_Entries taken from a collection:_
+++

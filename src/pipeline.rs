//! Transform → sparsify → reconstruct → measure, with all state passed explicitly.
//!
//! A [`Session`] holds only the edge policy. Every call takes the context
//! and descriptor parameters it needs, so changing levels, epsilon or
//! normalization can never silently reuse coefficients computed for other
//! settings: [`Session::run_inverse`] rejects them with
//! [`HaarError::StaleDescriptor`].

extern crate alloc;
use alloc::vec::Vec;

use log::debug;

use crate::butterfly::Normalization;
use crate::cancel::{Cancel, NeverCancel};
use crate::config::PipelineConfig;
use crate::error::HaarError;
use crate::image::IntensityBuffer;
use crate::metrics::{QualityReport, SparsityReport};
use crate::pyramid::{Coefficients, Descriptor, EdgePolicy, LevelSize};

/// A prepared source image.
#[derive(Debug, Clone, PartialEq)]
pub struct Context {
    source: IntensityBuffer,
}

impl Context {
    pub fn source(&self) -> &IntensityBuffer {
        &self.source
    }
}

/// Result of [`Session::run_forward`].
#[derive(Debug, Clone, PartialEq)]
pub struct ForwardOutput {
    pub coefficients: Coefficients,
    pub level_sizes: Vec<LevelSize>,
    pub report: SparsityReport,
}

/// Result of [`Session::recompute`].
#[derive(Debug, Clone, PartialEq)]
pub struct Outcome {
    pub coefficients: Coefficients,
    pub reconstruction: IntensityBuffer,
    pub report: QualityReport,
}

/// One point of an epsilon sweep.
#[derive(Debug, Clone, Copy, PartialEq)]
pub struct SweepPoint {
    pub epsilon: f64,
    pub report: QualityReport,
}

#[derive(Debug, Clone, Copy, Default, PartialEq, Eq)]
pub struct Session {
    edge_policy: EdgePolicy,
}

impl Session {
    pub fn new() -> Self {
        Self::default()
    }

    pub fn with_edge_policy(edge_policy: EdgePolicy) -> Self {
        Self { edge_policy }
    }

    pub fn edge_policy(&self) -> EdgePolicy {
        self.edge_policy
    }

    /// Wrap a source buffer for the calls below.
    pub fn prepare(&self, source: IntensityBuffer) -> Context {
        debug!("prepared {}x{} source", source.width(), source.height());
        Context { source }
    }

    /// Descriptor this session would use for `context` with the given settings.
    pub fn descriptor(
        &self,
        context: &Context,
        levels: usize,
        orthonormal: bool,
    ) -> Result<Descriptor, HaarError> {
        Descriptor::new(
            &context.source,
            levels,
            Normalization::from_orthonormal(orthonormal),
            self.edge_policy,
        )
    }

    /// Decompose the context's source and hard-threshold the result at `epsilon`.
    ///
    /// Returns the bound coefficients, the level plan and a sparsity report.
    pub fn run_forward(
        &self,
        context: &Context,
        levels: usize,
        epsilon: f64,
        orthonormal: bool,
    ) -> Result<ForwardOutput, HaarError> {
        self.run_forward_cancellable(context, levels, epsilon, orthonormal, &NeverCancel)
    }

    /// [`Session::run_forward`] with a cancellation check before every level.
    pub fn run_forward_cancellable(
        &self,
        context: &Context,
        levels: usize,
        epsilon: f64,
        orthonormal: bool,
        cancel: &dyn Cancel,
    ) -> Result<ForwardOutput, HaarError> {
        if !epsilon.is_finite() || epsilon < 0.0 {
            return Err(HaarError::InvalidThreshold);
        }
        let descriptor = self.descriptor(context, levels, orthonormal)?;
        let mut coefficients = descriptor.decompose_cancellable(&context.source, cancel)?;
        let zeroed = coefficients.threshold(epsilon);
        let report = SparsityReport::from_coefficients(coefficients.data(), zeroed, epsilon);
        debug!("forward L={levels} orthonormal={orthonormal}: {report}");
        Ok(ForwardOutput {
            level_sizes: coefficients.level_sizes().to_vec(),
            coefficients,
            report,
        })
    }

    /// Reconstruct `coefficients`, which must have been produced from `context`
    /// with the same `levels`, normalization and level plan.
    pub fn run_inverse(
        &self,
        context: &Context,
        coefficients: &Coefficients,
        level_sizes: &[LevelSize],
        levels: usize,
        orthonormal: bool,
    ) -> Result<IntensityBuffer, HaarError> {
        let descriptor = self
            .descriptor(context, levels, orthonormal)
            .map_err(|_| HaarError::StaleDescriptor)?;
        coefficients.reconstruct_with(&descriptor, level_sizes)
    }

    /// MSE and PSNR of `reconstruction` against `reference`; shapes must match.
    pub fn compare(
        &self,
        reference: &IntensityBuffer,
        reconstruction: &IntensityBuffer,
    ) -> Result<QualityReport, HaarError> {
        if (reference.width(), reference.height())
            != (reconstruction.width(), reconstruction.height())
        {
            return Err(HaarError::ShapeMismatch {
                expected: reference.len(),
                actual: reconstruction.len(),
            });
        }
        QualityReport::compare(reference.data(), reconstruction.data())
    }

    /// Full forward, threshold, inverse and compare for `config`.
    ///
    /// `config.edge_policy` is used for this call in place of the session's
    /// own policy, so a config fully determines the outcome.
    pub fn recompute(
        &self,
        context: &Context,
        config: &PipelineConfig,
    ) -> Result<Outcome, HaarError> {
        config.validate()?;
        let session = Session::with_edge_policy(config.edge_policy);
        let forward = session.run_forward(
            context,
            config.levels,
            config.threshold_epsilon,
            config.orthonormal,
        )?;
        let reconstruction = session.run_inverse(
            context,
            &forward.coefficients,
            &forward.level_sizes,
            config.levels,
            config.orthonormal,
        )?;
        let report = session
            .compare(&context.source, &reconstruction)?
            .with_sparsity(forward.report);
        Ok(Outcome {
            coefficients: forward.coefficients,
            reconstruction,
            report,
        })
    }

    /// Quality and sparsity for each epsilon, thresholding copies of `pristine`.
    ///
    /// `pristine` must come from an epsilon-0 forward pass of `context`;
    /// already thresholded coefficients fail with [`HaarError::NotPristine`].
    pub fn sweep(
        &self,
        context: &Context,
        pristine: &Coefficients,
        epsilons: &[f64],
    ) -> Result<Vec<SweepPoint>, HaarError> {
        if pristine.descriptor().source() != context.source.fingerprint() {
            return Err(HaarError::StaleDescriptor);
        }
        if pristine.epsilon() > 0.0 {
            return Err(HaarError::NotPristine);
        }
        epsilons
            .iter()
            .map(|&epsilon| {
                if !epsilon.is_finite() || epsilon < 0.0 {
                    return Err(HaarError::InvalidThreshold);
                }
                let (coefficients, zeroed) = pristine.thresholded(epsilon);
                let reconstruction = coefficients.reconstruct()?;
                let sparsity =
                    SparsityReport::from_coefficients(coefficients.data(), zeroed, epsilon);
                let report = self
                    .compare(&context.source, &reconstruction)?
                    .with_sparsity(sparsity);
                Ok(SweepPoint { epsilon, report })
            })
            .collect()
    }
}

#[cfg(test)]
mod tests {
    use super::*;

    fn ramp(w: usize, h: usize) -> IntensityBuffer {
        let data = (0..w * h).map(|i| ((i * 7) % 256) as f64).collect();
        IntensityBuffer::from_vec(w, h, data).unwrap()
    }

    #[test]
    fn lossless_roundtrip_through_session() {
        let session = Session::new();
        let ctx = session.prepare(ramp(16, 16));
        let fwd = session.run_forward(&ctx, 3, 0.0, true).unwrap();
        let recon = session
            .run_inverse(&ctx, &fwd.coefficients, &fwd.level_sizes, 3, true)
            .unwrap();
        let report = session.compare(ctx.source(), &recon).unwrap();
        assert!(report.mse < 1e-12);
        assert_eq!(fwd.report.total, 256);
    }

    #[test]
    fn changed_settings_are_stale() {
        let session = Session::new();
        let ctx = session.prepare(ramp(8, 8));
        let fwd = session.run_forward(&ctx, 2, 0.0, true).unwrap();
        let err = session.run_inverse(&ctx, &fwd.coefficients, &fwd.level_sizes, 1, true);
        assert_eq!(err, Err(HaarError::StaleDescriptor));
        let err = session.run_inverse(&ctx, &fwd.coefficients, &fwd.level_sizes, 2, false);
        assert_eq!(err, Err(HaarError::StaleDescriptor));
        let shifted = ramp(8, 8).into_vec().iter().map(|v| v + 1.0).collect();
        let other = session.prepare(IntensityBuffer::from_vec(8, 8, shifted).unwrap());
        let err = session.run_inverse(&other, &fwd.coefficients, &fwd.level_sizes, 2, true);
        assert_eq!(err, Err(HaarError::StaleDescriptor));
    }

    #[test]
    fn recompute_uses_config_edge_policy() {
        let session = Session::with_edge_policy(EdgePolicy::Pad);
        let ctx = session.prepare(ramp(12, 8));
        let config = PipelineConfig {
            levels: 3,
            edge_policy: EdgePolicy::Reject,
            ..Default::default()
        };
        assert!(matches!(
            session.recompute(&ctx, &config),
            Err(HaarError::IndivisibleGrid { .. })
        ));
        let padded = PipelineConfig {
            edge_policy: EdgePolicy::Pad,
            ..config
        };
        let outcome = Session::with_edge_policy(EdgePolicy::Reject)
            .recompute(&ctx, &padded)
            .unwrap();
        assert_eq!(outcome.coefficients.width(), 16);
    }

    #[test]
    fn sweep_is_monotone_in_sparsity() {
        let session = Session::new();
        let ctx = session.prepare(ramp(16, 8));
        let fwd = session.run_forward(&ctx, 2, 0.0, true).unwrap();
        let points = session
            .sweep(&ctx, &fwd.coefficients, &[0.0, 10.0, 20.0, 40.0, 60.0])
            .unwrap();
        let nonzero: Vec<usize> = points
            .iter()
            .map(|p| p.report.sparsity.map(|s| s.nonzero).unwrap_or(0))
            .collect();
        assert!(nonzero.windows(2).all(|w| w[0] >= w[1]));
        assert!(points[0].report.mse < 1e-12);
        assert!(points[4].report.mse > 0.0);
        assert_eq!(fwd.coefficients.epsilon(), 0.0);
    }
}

+++

_EXERCISE:_
Stopping at the line containing "levels, epsilon or", please repeat exactly every line from the very start of the entries, that line included, and nothing more.

_TASK SOLUTION:_
filename src/pipeline.rs
//! Transform → sparsify → reconstruct → measure, with all state passed explicitly.
//!
//! A [`Session`] holds only the edge policy. Every call takes the context
//! and descriptor parameters it needs, so changing levels, epsilon or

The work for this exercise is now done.